EXERCISE DIRECTIONS:
Nothing in the records may be changed; reproduce all of them.

═══ RECORDS FOR THIS TASK ═══

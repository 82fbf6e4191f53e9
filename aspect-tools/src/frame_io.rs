//! 8-bit grayscale frames on disk.
//!
//! Any format the `image` crate decodes is accepted and converted to luma. Arrays
//! are indexed `[row, column]`, so an image `(x, y)` pixel lands at `[y, x]`.

use std::path::Path;

use image::{GrayImage, Luma};
use ndarray::Array2;
use thiserror::Error;

#[derive(Error, Debug)]
pub enum FrameIoError {
    #[error("image error: {0}")]
    Image(#[from] image::ImageError),
    #[error("frame shape error: {0}")]
    Shape(#[from] ndarray::ShapeError),
}

/// Convert a frame to an image buffer of the same size
pub fn array_to_gray_image(frame: &Array2<u8>) -> GrayImage {
    let (height, width) = frame.dim();
    let mut img = GrayImage::new(width as u32, height as u32);
    for ((y, x), &value) in frame.indexed_iter() {
        img.put_pixel(x as u32, y as u32, Luma([value]));
    }
    img
}

pub fn gray_image_to_array(img: GrayImage) -> Result<Array2<u8>, FrameIoError> {
    let (width, height) = img.dimensions();
    Ok(Array2::from_shape_vec(
        (height as usize, width as usize),
        img.into_raw(),
    )?)
}

/// Decode a frame file, converting colour images to luma
pub fn load_frame(path: &Path) -> Result<Array2<u8>, FrameIoError> {
    let img = image::open(path)?.to_luma8();
    gray_image_to_array(img)
}

/// Encode a frame; the format follows the file extension
pub fn save_frame(frame: &Array2<u8>, path: &Path) -> Result<(), FrameIoError> {
    array_to_gray_image(frame).save(path)?;
    Ok(())
}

═══

RESULT FOR THIS TASK:
repository 82fbf6e4191f53e9
filename aspect-tools/src/frame_io.rs
//! 8-bit grayscale frames on disk.
//!
//! Any format the `image` crate decodes is accepted and converted to luma. Arrays
//! are indexed `[row, column]`, so an image `(x, y)` pixel lands at `[y, x]`.

use std::path::Path;

use image::{GrayImage, Luma};
use ndarray::Array2;
use thiserror::Error;

#[derive(Error, Debug)]
pub enum FrameIoError {
    #[error("image error: {0}")]
    Image(#[from] image::ImageError),
    #[error("frame shape error: {0}")]
    Shape(#[from] ndarray::ShapeError),
}

/// Convert a frame to an image buffer of the same size
pub fn array_to_gray_image(frame: &Array2<u8>) -> GrayImage {
    let (height, width) = frame.dim();
    let mut img = GrayImage::new(width as u32, height as u32);
    for ((y, x), &value) in frame.indexed_iter() {
        img.put_pixel(x as u32, y as u32, Luma([value]));
    }
    img
}

pub fn gray_image_to_array(img: GrayImage) -> Result<Array2<u8>, FrameIoError> {
    let (width, height) = img.dimensions();
    Ok(Array2::from_shape_vec(
        (height as usize, width as usize),
        img.into_raw(),
    )?)
}

/// Decode a frame file, converting colour images to luma
pub fn load_frame(path: &Path) -> Result<Array2<u8>, FrameIoError> {
    let img = image::open(path)?.to_luma8();
    gray_image_to_array(img)
}

/// Encode a frame; the format follows the file extension
pub fn save_frame(frame: &Array2<u8>, path: &Path) -> Result<(), FrameIoError> {
    array_to_gray_image(frame).save(path)?;
    Ok(())
}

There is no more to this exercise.